- What to work on
Copy out all the entries exactly.

[Records from a dataset]
○ ○ ○
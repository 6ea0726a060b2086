//! Cart shapes returned by the storefront API.
//!
//! These mirror the `Cart` GraphQL fragment field for field. Amounts stay as the decimal strings
//! the API sends; nothing here does arithmetic on them.

use std::fmt;

use serde::{Deserialize, Serialize};

/// Opaque cart identifier assigned by the storefront, e.g. `gid://shopify/Cart/c1-abc`.
#[derive(Debug, Clone, Default, PartialEq, Eq, Hash, Serialize, Deserialize)]
#[serde(transparent)]
pub struct CartId(String);

impl CartId {
    pub fn new(id: impl Into<String>) -> Self {
        Self(id.into())
    }

    pub fn as_str(&self) -> &str {
        &self.0
    }

    pub fn is_empty(&self) -> bool {
        self.0.is_empty()
    }
}

impl fmt::Display for CartId {
    fn fmt(&self, f: &mut fmt::Formatter<'_>) -> fmt::Result {
        f.write_str(&self.0)
    }
}

impl From<&str> for CartId {
    fn from(id: &str) -> Self {
        Self::new(id)
    }
}

impl From<String> for CartId {
    fn from(id: String) -> Self {
        Self(id)
    }
}

#[derive(Debug, Clone, Default, PartialEq, Eq, Serialize, Deserialize)]
#[serde(rename_all = "camelCase")]
pub struct Money {
    pub amount: String,
    pub currency_code: String,
}

#[derive(Debug, Clone, Default, PartialEq, Eq, Serialize, Deserialize)]
#[serde(rename_all = "camelCase")]
pub struct Image {
    pub url: String,
    pub alt_text: Option<String>,
    pub width: Option<u32>,
    pub height: Option<u32>,
}

#[derive(Debug, Clone, Default, PartialEq, Eq, Serialize, Deserialize)]
pub struct SelectedOption {
    pub name: String,
    pub value: String,
}

#[derive(Debug, Clone, Default, PartialEq, Eq, Serialize, Deserialize)]
pub struct Attribute {
    pub key: String,
    pub value: String,
}

#[derive(Debug, Clone, Default, PartialEq, Eq, Serialize, Deserialize)]
pub struct DiscountCode {
    pub code: String,
    pub applicable: bool,
}

/// GraphQL connection, reduced to its `nodes`.
#[derive(Debug, Clone, PartialEq, Eq, Serialize, Deserialize)]
pub struct Connection<T> {
    pub nodes: Vec<T>,
}

impl<T> Default for Connection<T> {
    fn default() -> Self {
        Self { nodes: Vec::new() }
    }
}

#[derive(Debug, Clone, Default, PartialEq, Eq, Serialize, Deserialize)]
#[serde(rename_all = "camelCase")]
pub struct ProductSummary {
    pub id: String,
    pub title: String,
    pub handle: String,
    pub vendor: String,
}

/// The product variant a cart line points at.
#[derive(Debug, Clone, Default, PartialEq, Eq, Serialize, Deserialize)]
#[serde(rename_all = "camelCase")]
pub struct Merchandise {
    pub id: String,
    pub title: String,
    #[serde(default)]
    pub selected_options: Vec<SelectedOption>,
    pub product: ProductSummary,
    pub image: Option<Image>,
    pub price: Money,
    pub compare_at_price: Option<Money>,
}

#[derive(Debug, Clone, Default, PartialEq, Eq, Serialize, Deserialize)]
#[serde(rename_all = "camelCase")]
pub struct CartLineCost {
    pub total_amount: Money,
    pub amount_per_quantity: Money,
    pub compare_at_amount_per_quantity: Option<Money>,
}

#[derive(Debug, Clone, Default, PartialEq, Eq, Serialize, Deserialize)]
pub struct CartLine {
    pub id: String,
    pub quantity: u32,
    pub merchandise: Merchandise,
    pub cost: CartLineCost,
}

#[derive(Debug, Clone, Default, PartialEq, Eq, Serialize, Deserialize)]
#[serde(rename_all = "camelCase")]
pub struct CartCost {
    pub subtotal_amount: Money,
    pub total_amount: Money,
    pub total_tax_amount: Option<Money>,
}

#[derive(Debug, Clone, Default, PartialEq, Eq, Serialize, Deserialize)]
#[serde(rename_all = "camelCase")]
pub struct Cart {
    pub id: CartId,
    pub checkout_url: String,
    pub total_quantity: u32,
    #[serde(default)]
    pub lines: Connection<CartLine>,
    pub cost: CartCost,
    pub note: Option<String>,
    #[serde(default)]
    pub attributes: Vec<Attribute>,
    #[serde(default)]
    pub discount_codes: Vec<DiscountCode>,
}

/// A line to add to a cart.
#[derive(Debug, Clone, PartialEq, Eq, Serialize, Deserialize)]
#[serde(rename_all = "camelCase")]
pub struct CartLineInput {
    pub merchandise_id: String,
    pub quantity: u32,
    #[serde(default, skip_serializing_if = "Vec::is_empty")]
    pub attributes: Vec<Attribute>,
}

impl CartLineInput {
    pub fn new(merchandise_id: impl Into<String>, quantity: u32) -> Self {
        Self {
            merchandise_id: merchandise_id.into(),
            quantity,
            attributes: Vec::new(),
        }
    }
}

/// A new quantity for an existing cart line. Zero removes the line remotely.
#[derive(Debug, Clone, PartialEq, Eq, Serialize, Deserialize)]
pub struct CartLineUpdateInput {
    pub id: String,
    pub quantity: u32,
}

impl CartLineUpdateInput {
    pub fn new(id: impl Into<String>, quantity: u32) -> Self {
        Self {
            id: id.into(),
            quantity,
        }
    }
}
○ ○ ○
- Reply to the task
repository 6ea0726a060b2086
//! Cart shapes returned by the storefront API.
//!
//! These mirror the `Cart` GraphQL fragment field for field. Amounts stay as the decimal strings
//! the API sends; nothing here does arithmetic on them.

use std::fmt;

use serde::{Deserialize, Serialize};

/// Opaque cart identifier assigned by the storefront, e.g. `gid://shopify/Cart/c1-abc`.
#[derive(Debug, Clone, Default, PartialEq, Eq, Hash, Serialize, Deserialize)]
#[serde(transparent)]
pub struct CartId(String);

impl CartId {
    pub fn new(id: impl Into<String>) -> Self {
        Self(id.into())
    }

    pub fn as_str(&self) -> &str {
        &self.0
    }

    pub fn is_empty(&self) -> bool {
        self.0.is_empty()
    }
}

impl fmt::Display for CartId {
    fn fmt(&self, f: &mut fmt::Formatter<'_>) -> fmt::Result {
        f.write_str(&self.0)
    }
}

impl From<&str> for CartId {
    fn from(id: &str) -> Self {
        Self::new(id)
    }
}

impl From<String> for CartId {
    fn from(id: String) -> Self {
        Self(id)
    }
}

#[derive(Debug, Clone, Default, PartialEq, Eq, Serialize, Deserialize)]
#[serde(rename_all = "camelCase")]
pub struct Money {
    pub amount: String,
    pub currency_code: String,
}

#[derive(Debug, Clone, Default, PartialEq, Eq, Serialize, Deserialize)]
#[serde(rename_all = "camelCase")]
pub struct Image {
    pub url: String,
    pub alt_text: Option<String>,
    pub width: Option<u32>,
    pub height: Option<u32>,
}

#[derive(Debug, Clone, Default, PartialEq, Eq, Serialize, Deserialize)]
pub struct SelectedOption {
    pub name: String,
    pub value: String,
}

#[derive(Debug, Clone, Default, PartialEq, Eq, Serialize, Deserialize)]
pub struct Attribute {
    pub key: String,
    pub value: String,
}

#[derive(Debug, Clone, Default, PartialEq, Eq, Serialize, Deserialize)]
pub struct DiscountCode {
    pub code: String,
    pub applicable: bool,
}

/// GraphQL connection, reduced to its `nodes`.
#[derive(Debug, Clone, PartialEq, Eq, Serialize, Deserialize)]
pub struct Connection<T> {
    pub nodes: Vec<T>,
}

impl<T> Default for Connection<T> {
    fn default() -> Self {
        Self { nodes: Vec::new() }
    }
}

#[derive(Debug, Clone, Default, PartialEq, Eq, Serialize, Deserialize)]
#[serde(rename_all = "camelCase")]
pub struct ProductSummary {
    pub id: String,
    pub title: String,
    pub handle: String,
    pub vendor: String,
}

/// The product variant a cart line points at.
#[derive(Debug, Clone, Default, PartialEq, Eq, Serialize, Deserialize)]
#[serde(rename_all = "camelCase")]
pub struct Merchandise {
    pub id: String,
    pub title: String,
    #[serde(default)]
    pub selected_options: Vec<SelectedOption>,
    pub product: ProductSummary,
    pub image: Option<Image>,
    pub price: Money,
    pub compare_at_price: Option<Money>,
}

#[derive(Debug, Clone, Default, PartialEq, Eq, Serialize, Deserialize)]
#[serde(rename_all = "camelCase")]
pub struct CartLineCost {
    pub total_amount: Money,
    pub amount_per_quantity: Money,
    pub compare_at_amount_per_quantity: Option<Money>,
}

#[derive(Debug, Clone, Default, PartialEq, Eq, Serialize, Deserialize)]
pub struct CartLine {
    pub id: String,
    pub quantity: u32,
    pub merchandise: Merchandise,
    pub cost: CartLineCost,
}

#[derive(Debug, Clone, Default, PartialEq, Eq, Serialize, Deserialize)]
#[serde(rename_all = "camelCase")]
pub struct CartCost {
    pub subtotal_amount: Money,
    pub total_amount: Money,
    pub total_tax_amount: Option<Money>,
}

#[derive(Debug, Clone, Default, PartialEq, Eq, Serialize, Deserialize)]
#[serde(rename_all = "camelCase")]
pub struct Cart {
    pub id: CartId,
    pub checkout_url: String,
    pub total_quantity: u32,
    #[serde(default)]
    pub lines: Connection<CartLine>,
    pub cost: CartCost,
    pub note: Option<String>,
    #[serde(default)]
    pub attributes: Vec<Attribute>,
    #[serde(default)]
    pub discount_codes: Vec<DiscountCode>,
}

/// A line to add to a cart.
#[derive(Debug, Clone, PartialEq, Eq, Serialize, Deserialize)]
#[serde(rename_all = "camelCase")]
pub struct CartLineInput {
    pub merchandise_id: String,
    pub quantity: u32,
    #[serde(default, skip_serializing_if = "Vec::is_empty")]
    pub attributes: Vec<Attribute>,
}

impl CartLineInput {
    pub fn new(merchandise_id: impl Into<String>, quantity: u32) -> Self {
        Self {
            merchandise_id: merchandise_id.into(),
            quantity,
            attributes: Vec::new(),
        }
    }
}

/// A new quantity for an existing cart line. Zero removes the line remotely.
#[derive(Debug, Clone, PartialEq, Eq, Serialize, Deserialize)]
pub struct CartLineUpdateInput {
    pub id: String,
    pub quantity: u32,
}

impl CartLineUpdateInput {
    pub fn new(id: impl Into<String>, quantity: u32) -> Self {
        Self {
            id: id.into(),
            quantity,
        }
    }
}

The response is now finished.